Solo un aggressivo inciso cromatico (“Quella donna!...”) lascia trapelare la
natura violenta delle sue passioni. La donna pratica si manifesta in uno scarno recitativo, mentre la piccola donna indifesa prende forma in “Non la sospiri la nostra casetta…”, che solo l’intervento finale del tenore impedisce di
definire un’aria in senso stretto. Puccini però non vuole che Tosca si abbandoni troppo ai sentimenti. Basta un’occhiata al quadro per provocare un
nuovo eccesso di gelosia.

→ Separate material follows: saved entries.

//! Webhook delivery record and its state machine.
//!
//! ```text
//! Pending ──► Delivered
//!    │   └──► Failed      (inactive, missing subscription, exhausted budget)
//!    └──► Retrying ──► Delivered | Retrying | Failed
//! ```
//!
//! `Delivered` and `Failed` are terminal: every mutator refuses to touch a
//! terminal record, so its fields never change again.

use std::fmt;

use carepath_core::{DeliveryId, EventId, SubscriptionId, TenantAware, TenantId};
use chrono::{DateTime, Utc};
use serde::{Deserialize, Serialize};
use utoipa::ToSchema;

use crate::events::WebhookEventType;
use crate::models::WebhookSubscription;

/// Longest response body kept on a delivery, in characters.
pub const MAX_RESPONSE_BODY_CHARS: usize = 4096;

#[derive(Debug, Clone, Copy, PartialEq, Eq, Hash, Serialize, Deserialize, ToSchema)]
#[serde(rename_all = "snake_case")]
pub enum DeliveryStatus {
    Pending,
    Retrying,
    Delivered,
    Failed,
}

impl DeliveryStatus {
    pub fn as_str(&self) -> &'static str {
        match self {
            Self::Pending => "pending",
            Self::Retrying => "retrying",
            Self::Delivered => "delivered",
            Self::Failed => "failed",
        }
    }

    pub fn parse(s: &str) -> Option<Self> {
        match s {
            "pending" => Some(Self::Pending),
            "retrying" => Some(Self::Retrying),
            "delivered" => Some(Self::Delivered),
            "failed" => Some(Self::Failed),
            _ => None,
        }
    }

    pub fn is_terminal(&self) -> bool {
        matches!(self, Self::Delivered | Self::Failed)
    }
}

impl fmt::Display for DeliveryStatus {
    fn fmt(&self, f: &mut fmt::Formatter<'_>) -> fmt::Result {
        f.write_str(self.as_str())
    }
}

/// Attempted to mutate a delivery that already reached a terminal state.
#[derive(Debug, Clone, PartialEq, Eq, thiserror::Error)]
#[error("delivery {id} is already {status}")]
pub struct DeliveryStateError {
    pub id: DeliveryId,
    pub status: DeliveryStatus,
}

/// One notification of one event to one subscription.
#[derive(Debug, Clone, PartialEq, Eq)]
pub struct WebhookDelivery {
    pub id: DeliveryId,
    pub subscription_id: SubscriptionId,
    pub tenant_id: TenantId,
    pub event_id: EventId,
    pub event_type: WebhookEventType,
    /// Request body, fixed at creation and sent byte-for-byte on every attempt.
    pub payload_json: String,
    /// Captured at creation; later subscription URL changes do not redirect it.
    pub target_url: String,
    pub status: DeliveryStatus,
    pub attempt_count: u32,
    pub next_retry_at: Option<DateTime<Utc>>,
    pub delivered_at: Option<DateTime<Utc>>,
    pub failed_at: Option<DateTime<Utc>>,
    pub response_status_code: Option<u16>,
    pub response_body: Option<String>,
    pub error_message: Option<String>,
    pub latency_ms: Option<u32>,
    pub claimed_until: Option<DateTime<Utc>>,
    pub created_at: DateTime<Utc>,
    pub updated_at: DateTime<Utc>,
}

impl WebhookDelivery {
    /// A fresh `Pending` delivery of `payload_json` to `subscription`.
    pub fn pending(
        subscription: &WebhookSubscription,
        event_id: EventId,
        event_type: WebhookEventType,
        payload_json: String,
        now: DateTime<Utc>,
    ) -> Self {
        Self {
            id: DeliveryId::new(),
            subscription_id: subscription.id,
            tenant_id: subscription.tenant_id,
            event_id,
            event_type,
            payload_json,
            target_url: subscription.target_url.clone(),
            status: DeliveryStatus::Pending,
            attempt_count: 0,
            next_retry_at: None,
            delivered_at: None,
            failed_at: None,
            response_status_code: None,
            response_body: None,
            error_message: None,
            latency_ms: None,
            claimed_until: None,
            created_at: now,
            updated_at: now,
        }
    }

    pub fn is_terminal(&self) -> bool {
        self.status.is_terminal()
    }

    /// Eligible for an attempt at `now`: pending, or retrying with its retry
    /// time elapsed, and not held by another worker.
    pub fn is_due(&self, now: DateTime<Utc>) -> bool {
        let scheduled = match self.status {
            DeliveryStatus::Pending => true,
            DeliveryStatus::Retrying => self.next_retry_at.map_or(true, |at| at <= now),
            DeliveryStatus::Delivered | DeliveryStatus::Failed => false,
        };
        scheduled && self.claimed_until.map_or(true, |until| until <= now)
    }

    fn ensure_open(&self) -> Result<(), DeliveryStateError> {
        if self.is_terminal() {
            return Err(DeliveryStateError {
                id: self.id,
                status: self.status,
            });
        }
        Ok(())
    }

    /// Count an outbound attempt. Returns the 1-based attempt number.
    pub fn begin_attempt(&mut self) -> Result<u32, DeliveryStateError> {
        self.ensure_open()?;
        self.attempt_count = self.attempt_count.saturating_add(1);
        Ok(self.attempt_count)
    }

    pub fn mark_delivered(
        &mut self,
        status_code: u16,
        response_body: Option<String>,
        latency_ms: u32,
        now: DateTime<Utc>,
    ) -> Result<(), DeliveryStateError> {
        self.ensure_open()?;
        self.status = DeliveryStatus::Delivered;
        self.response_status_code = Some(status_code);
        self.response_body = response_body.map(truncate_body);
        self.error_message = None;
        self.latency_ms = Some(latency_ms);
        self.next_retry_at = None;
        self.delivered_at = Some(now);
        self.claimed_until = None;
        self.updated_at = now;
        Ok(())
    }

    pub fn mark_retrying(
        &mut self,
        attempt: AttemptRecord,
        next_retry_at: DateTime<Utc>,
        now: DateTime<Utc>,
    ) -> Result<(), DeliveryStateError> {
        self.ensure_open()?;
        self.status = DeliveryStatus::Retrying;
        self.apply_attempt(attempt);
        self.next_retry_at = Some(next_retry_at);
        self.claimed_until = None;
        self.updated_at = now;
        Ok(())
    }

    pub fn mark_failed(
        &mut self,
        attempt: AttemptRecord,
        now: DateTime<Utc>,
    ) -> Result<(), DeliveryStateError> {
        self.ensure_open()?;
        self.status = DeliveryStatus::Failed;
        self.apply_attempt(attempt);
        self.next_retry_at = None;
        self.failed_at = Some(now);
        self.claimed_until = None;
        self.updated_at = now;
        Ok(())
    }

    fn apply_attempt(&mut self, attempt: AttemptRecord) {
        // A classification-only failure (no HTTP call) keeps the last response.
        if attempt.status_code.is_some() || attempt.latency_ms.is_some() {
            self.response_status_code = attempt.status_code;
            self.response_body = attempt.response_body.map(truncate_body);
            self.latency_ms = attempt.latency_ms;
        }
        self.error_message = Some(attempt.error_message);
    }

    /// A new `Pending` copy of this delivery for manual redelivery.
    pub fn replay(&self, target_url: String, now: DateTime<Utc>) -> Self {
        Self {
            id: DeliveryId::new(),
            subscription_id: self.subscription_id,
            tenant_id: self.tenant_id,
            event_id: self.event_id,
            event_type: self.event_type,
            payload_json: self.payload_json.clone(),
            target_url,
            status: DeliveryStatus::Pending,
            attempt_count: 0,
            next_retry_at: None,
            delivered_at: None,
            failed_at: None,
            response_status_code: None,
            response_body: None,
            error_message: None,
            latency_ms: None,
            claimed_until: None,
            created_at: now,
            updated_at: now,
        }
    }
}

impl TenantAware for WebhookDelivery {
    fn tenant_id(&self) -> TenantId {
        self.tenant_id
    }
}

/// Diagnostics of a failed attempt or classification step.
#[derive(Debug, Clone, PartialEq, Eq)]
pub struct AttemptRecord {
    pub status_code: Option<u16>,
    pub response_body: Option<String>,
    pub error_message: String,
    pub latency_ms: Option<u32>,
}

impl AttemptRecord {
    /// A failure decided without contacting the endpoint.
    pub fn classification(error_message: impl Into<String>) -> Self {
        Self {
            status_code: None,
            response_body: None,
            error_message: error_message.into(),
            latency_ms: None,
        }
    }
}

fn truncate_body(body: String) -> String {
    match body.char_indices().nth(MAX_RESPONSE_BODY_CHARS) {
        Some((idx, _)) => body[..idx].to_string(),
        None => body,
    }
}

La musica, mescolando la festosa cadenza legata
all’idea delle gioie domestiche e il ritmo sincopato di Angelotti, esprime l’agitazione interiore di Cavarodossi, che si sforza di apparire tranquillo. Il fascino
del grande seduttore prorompe invece nella frase appassionata e consolatoria “Qual occhio al mondo”, una cullante romanza in 9/8 tratta dalla melodia iniziale degli innamorati. Le parole di Mario scendono come un balsamo
sul cuore di Tosca. A quel punto il duetto sboccia in un luminoso mi maggiore e culmina sulla parola tanto necessaria all’animo di Tosca: “T’amo”.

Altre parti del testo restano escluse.